学術論文

「職務の特性と職務態度等との関係における専門性意識の役割」『青山経営論集』第57巻第2号 pp.219-241

 PXL_20220913_075805262.MPジョブ型雇用の広がりによって、自身の専門性を確立し、それを高めようという意識が多くの人に広がってきたと考えられます。しかし、専門性といっても組織で働く多くの人にとっては毎日の職場での職務を無視する訳にはいきません。そこで本論文では、働く人の職務と専門性意識との関係を実証的に分析しました。具体的には、さまざまな職務の特性が専門性意識にどのような影響を与えるのか、さらに、その関係が本人の職務態度やキャリア発達にどのような影響を与えるのかについてです。それによって、組織や上司が従業員の職務に対しどのようにマネジメントすべきかについても検討していました。その結果、第一に、働く人の職務の特性を示す職務充実度の高さと職務の学習価値の高さは、専門性に対するコミットメントの高さに寄与していました。第二に、専門性コミットメントの高さは、仕事やキャリアへの満足感、将来のキャリアへの展望、組織に雇用される能力を示すエンプロイアビリティの高さに寄与していました。第三に、職務充実度の高さと職務の学習価値の高さは、専門性コミットメントを高めることを通して、仕事やキャリアへの満足感、将来のキャリアへの展望、組織に雇用される能力を示すエンプロイアビリティの高さに寄与していました。

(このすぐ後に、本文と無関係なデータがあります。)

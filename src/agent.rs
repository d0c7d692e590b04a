use rand::rngs::StdRng;
use rand::SeedableRng;
use tracing::{debug, info};

use crate::composer::{HaikuComposer, Persona};
use crate::error::Result;
use crate::message::{Message, Payload, PromptData, PromptInput};
use crate::storage::Mailbox;
use crate::style::{FormKind, FormRules, StyleGuide};
use crate::syllables::SyllableCounter;
use crate::text::{prompt_keywords, reference_phrase, theme_keywords};

const INTERPRETATION_TEMPLATES: usize = 4;

fn interpretation_prompt(index: usize, kw1: &str, kw2: &str) -> String {
    match index % INTERPRETATION_TEMPLATES {
        0 => format!("Delve into the connection between {kw1} and {kw2}."),
        1 => format!("Imagine {kw1} as a secret held by {kw2}\u{2014}what unfolds?"),
        2 => format!("A reflective dialogue: {kw1} converses with {kw2}."),
        _ => format!("Explore the hidden meaning of {kw1}'s journey towards {kw2}."),
    }
}

/// A scripted poet that writes from prompts and reads other poets' work.
pub struct PoetryAgent {
    name: String,
    style: StyleGuide,
    composer: HaikuComposer,
    rng: StdRng,
    last_prompt: Option<String>,
    generation_counter: u64,
}

impl PoetryAgent {
    pub fn new(name: impl Into<String>) -> Self {
        let name = name.into();
        let persona = Persona::for_agent_name(&name);
        Self {
            name,
            style: StyleGuide::default(),
            composer: HaikuComposer::new(persona, SyllableCounter::heuristic()),
            rng: StdRng::from_entropy(),
            last_prompt: None,
            generation_counter: 0,
        }
    }

    pub fn with_persona(mut self, persona: Persona) -> Self {
        self.composer = HaikuComposer::new(persona, self.composer.counter().clone());
        self
    }

    pub fn with_composer(mut self, composer: HaikuComposer) -> Self {
        self.composer = composer;
        self
    }

    pub fn with_style(mut self, style: StyleGuide) -> Self {
        self.style = style;
        self
    }

    pub fn with_seed(mut self, seed: u64) -> Self {
        self.rng = StdRng::seed_from_u64(seed);
        self
    }

    pub fn name(&self) -> &str {
        &self.name
    }

    pub fn persona(&self) -> Persona {
        self.composer.persona()
    }

    pub fn style(&self) -> &StyleGuide {
        &self.style
    }

    pub fn last_prompt(&self) -> Option<&str> {
        self.last_prompt.as_deref()
    }

    pub fn generation_count(&self) -> u64 {
        self.generation_counter
    }

    /// Write a poem in the given form. Haiku forms go through the syllable
    /// search; anything else gets a short fallback verse.
    pub fn generate_poetry(&mut self, input: impl Into<PromptInput>, form: &FormRules) -> String {
        let input = input.into();
        let prompt = input.prompt().to_string();
        self.last_prompt = Some(prompt.clone());
        self.generation_counter += 1;

        let (kw1, kw2) = prompt_keywords(&prompt);
        info!(
            agent = %self.name,
            form = %form.name,
            lines = form.line_count,
            syllables = ?form.syllables,
            prompt = %prompt,
            "generating poem"
        );

        let lines: Vec<String> = match form.kind {
            FormKind::Haiku => (0..form.line_count)
                .map(|index| {
                    let target = form.target_for_line(index);
                    let line = self.composer.compose_line(&kw1, &kw2, target, &mut self.rng);
                    debug!(
                        agent = %self.name,
                        line = index + 1,
                        target,
                        matched = line.is_match(),
                        "haiku line finished"
                    );
                    line.render()
                })
                .collect(),
            FormKind::Free => self.fallback_verse(&prompt, &kw1, &kw2, form),
        };

        lines.join("\n")
    }

    fn fallback_verse(&self, prompt: &str, kw1: &str, kw2: &str, form: &FormRules) -> Vec<String> {
        let mut lines = vec![
            format!("Prompt: {prompt} ({kw1}, {kw2})"),
            format!("Form rules not for Haiku: {}.", form.name),
            format!("A simple {} verse instead.", self.style.leading_tone()),
        ];
        lines.truncate(form.line_count);
        while lines.len() < form.line_count {
            lines.push("Line added for count.".to_string());
        }
        lines
    }

    /// Read a poem and turn its themes into the next creative prompt.
    pub fn interpret_poetry(&self, poem: &str) -> PromptData {
        let themes = theme_keywords(poem);
        let mut index = themes.primary.chars().count()
            + themes.secondary.chars().count()
            + themes.significant_count;
        let mut prompt = interpretation_prompt(index, &themes.primary, &themes.secondary);

        if self.last_prompt.as_deref() == Some(prompt.as_str()) {
            index += 1;
            prompt = interpretation_prompt(index, &themes.primary, &themes.secondary);
            if self.last_prompt.as_deref() == Some(prompt.as_str()) {
                prompt.push_str(", from a new perspective.");
            }
        }

        let reference = reference_phrase(poem);
        info!(
            agent = %self.name,
            kw1 = %themes.primary,
            kw2 = %themes.secondary,
            reference = %reference,
            prompt = %prompt,
            "interpreted poem"
        );
        PromptData::new(prompt).with_reference(reference)
    }

    pub async fn send_message(
        &self,
        mailbox: &dyn Mailbox,
        recipient_id: &str,
        message_type: &str,
        payload: impl Into<Payload>,
    ) -> Result<Message> {
        let message = Message::new(&self.name, recipient_id, message_type, payload);
        mailbox.deliver(&message).await?;
        Ok(message)
    }

    pub async fn receive_message(&self, mailbox: &dyn Mailbox) -> Result<Option<Message>> {
        mailbox.collect(&self.name).await
    }
}
impl Exchange {
    pub fn new(opener: PoetryAgent, responder: PoetryAgent, mailbox: Arc<dyn Mailbox>) -> Self {
        Self {
            opener,
            responder,
            mailbox,
            settings: ExchangeSettings::default(),
        }
    }

    pub fn with_settings(mut self, settings: ExchangeSettings) -> Self {
        self.settings = settings;
        self
    }

    /// Wire agents, composer and file mailbox from configuration.
    pub fn from_config(cfg: &AppConfig) -> Result<Self> {
        validate_agent_name(&cfg.exchange.opener)?;
        validate_agent_name(&cfg.exchange.responder)?;
        let counter = match &cfg.composer.pronunciation_dictionary {
            Some(path) => SyllableCounter::from_cmu_file(path)?,
            None => SyllableCounter::heuristic(),
        };
        let build = |name: &str, persona: Option<Persona>, seed: Option<u64>| {
            let persona = persona.unwrap_or_else(|| Persona::for_agent_name(name));
            let composer = HaikuComposer::new(persona, counter.clone())
                .with_max_attempts(cfg.composer.max_line_attempts);
            let agent = PoetryAgent::new(name)
                .with_composer(composer)
                .with_style(cfg.style.clone());
            match seed {
                Some(seed) => agent.with_seed(seed),
                None => agent,
            }
        };

        let opener = build(
            &cfg.exchange.opener,
            cfg.composer.opener_persona,
            cfg.composer.seed,
        );
        let responder = build(
            &cfg.exchange.responder,
            cfg.composer.responder_persona,
            cfg.composer.seed.map(|seed| seed.wrapping_add(1)),
        );
        let mailbox: Arc<dyn Mailbox> = Arc::new(FileMailbox::new(&cfg.mailbox.directory));

        Ok(Self::new(opener, responder, mailbox).with_settings(ExchangeSettings {
            initial_prompt: cfg.exchange.initial_prompt.clone(),
            rounds: cfg.exchange.rounds,
            step_delay: Duration::from_millis(cfg.exchange.step_delay_ms),
            form: cfg.composer.form.clone(),
            transcript_path: cfg.exchange.transcript_path.clone(),
        }))
    }

    pub fn opener(&self) -> &PoetryAgent {
        &self.opener
    }

    pub fn responder(&self) -> &PoetryAgent {
        &self.responder
    }

    async fn pause(&self) {
        if !self.settings.step_delay.is_zero() {
            sleep(self.settings.step_delay).await;
        }
    }

    async fn clear_stale_slots<W: Write>(&self, out: &mut W) -> Result<()> {
        for name in [self.opener.name(), self.responder.name()] {
            match self.mailbox.clear(name).await {
                Ok(true) => writeln!(out, "Cleaned up old message file for {name}")?,
                Ok(false) => {}
                Err(err) => {
                    warn!(agent = name, error = %err, "mailbox cleanup failed");
                    writeln!(out, "Error during cleanup: {err}")?;
                }
            }
        }
        Ok(())
    }

    /// Run the whole exchange, writing the transcript to `out`.
    pub async fn run<W: Write>(&mut self, out: &mut W) -> Result<ExchangeReport> {
        let total = self.settings.rounds.max(1) * 2;
        let form = self.settings.form.clone();
        let mailbox = Arc::clone(&self.mailbox);

        writeln!(out, "Initializing Agents...")?;
        writeln!(out, "Agent {}: {}", capitalize(self.opener.name()), self.opener.name())?;
        writeln!(out, "Agent {}: {}", capitalize(self.responder.name()), self.responder.name())?;
        self.clear_stale_slots(out).await?;
        writeln!(out, "\n--- [BEGIN WORKFLOW] ---")?;

        let mut report = ExchangeReport {
            poems: Vec::with_capacity(total),
            completed: false,
            stopped_reason: None,
        };

        let opener_name = self.opener.name().to_string();
        let responder_name = self.responder.name().to_string();
        let initial_prompt = self.settings.initial_prompt.clone();

        writeln!(out, "\n--- {}'s First Turn ---", capitalize(&opener_name))?;
        writeln!(out, "{}'s initial prompt for first poem: '{initial_prompt}'", capitalize(&opener_name))?;
        let poem = self.opener.generate_poetry(initial_prompt.as_str(), &form);
        let title = poem_title(0, total, &responder_name);
        print_poem(out, &opener_name, &title, &poem)?;
        report.poems.push(PoemRecord {
            agent: opener_name.clone(),
            title,
            prompt: initial_prompt,
            reference: None,
            text: poem.clone(),
        });

        writeln!(out, "\n{opener_name} sending its poem to {responder_name}...")?;
        self.opener
            .send_message(mailbox.as_ref(), &responder_name, &message_type_for(0), poem)
            .await?;
        self.pause().await;

        for index in 1..total {
            let (receiver, peer_name) = if index % 2 == 1 {
                (&mut self.responder, opener_name.as_str())
            } else {
                (&mut self.opener, responder_name.as_str())
            };
            let receiver_name = receiver.name().to_string();
            let expected = message_type_for(index - 1);

            writeln!(
                out,
                "\n--- {}'s {} Turn ---",
                capitalize(&receiver_name),
                ordinal(index / 2 + 1)
            )?;
            writeln!(out, "{receiver_name} attempting to receive message...")?;

            let Some(message) = receiver.receive_message(mailbox.as_ref()).await? else {
                writeln!(out, "{receiver_name} received no message.")?;
                report.stopped_reason = Some(format!("{receiver_name} received no message"));
                break;
            };
            print_received(out, &capitalize(&receiver_name), &message)?;

            if message.message_type != expected {
                writeln!(
                    out,
                    "{receiver_name} received unexpected message type: {}",
                    message.message_type
                )?;
                report.stopped_reason = Some(format!(
                    "{receiver_name} expected `{expected}` but got `{}`",
                    message.message_type
                ));
                break;
            }

            writeln!(
                out,
                "\n{receiver_name} interpreting {}'s poem to derive a new prompt...",
                capitalize(&message.sender_id)
            )?;
            let prompt = receiver.interpret_poetry(message.payload.readable_text());
            writeln!(
                out,
                "\n{receiver_name} generating a poem based on prompt: '{}'...",
                prompt.prompt
            )?;
            let poem = receiver.generate_poetry(prompt.clone(), &form);
            let title = poem_title(index, total, peer_name);
            print_poem(out, &receiver_name, &title, &poem)?;
            report.poems.push(PoemRecord {
                agent: receiver_name.clone(),
                title,
                prompt: prompt.prompt,
                reference: prompt.reference,
                text: poem.clone(),
            });

            if index + 1 < total {
                writeln!(out, "\n{receiver_name} sending its poem to {peer_name}...")?;
                receiver
                    .send_message(mailbox.as_ref(), peer_name, &message_type_for(index), poem)
                    .await?;
                self.pause().await;
            }
        }

        report.completed = report.poems.len() == total;
        writeln!(out, "\n--- [END WORKFLOW] ---")?;
        info!(
            poems = report.poems.len(),
            completed = report.completed,
            "exchange finished"
        );

        if let Some(path) = &self.settings.transcript_path {
            report.export(path).await?;
            writeln!(out, "Exchange saved to {}", path.display())?;
        }
        Ok(report)
    }
}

 以上から、従業員の専門性に対する意識を向上させることの重要性が示されました。組織や管理職としては、部署内での職務の割り当てや配置転換を行う際、部下一人ひとりの専門性の蓄積を妨げないようなジョブローテーションやきめ細かな運用上の配慮が必要です。言い換えると、組織内で何回か専門分野が異なる部署や部門に異動しても、最終的に本人が今後長期的に専門性を深めたい部門(母港)に戻ってくることを意味する「キャリア上の母港」を確立していく必要性も示されたといえます。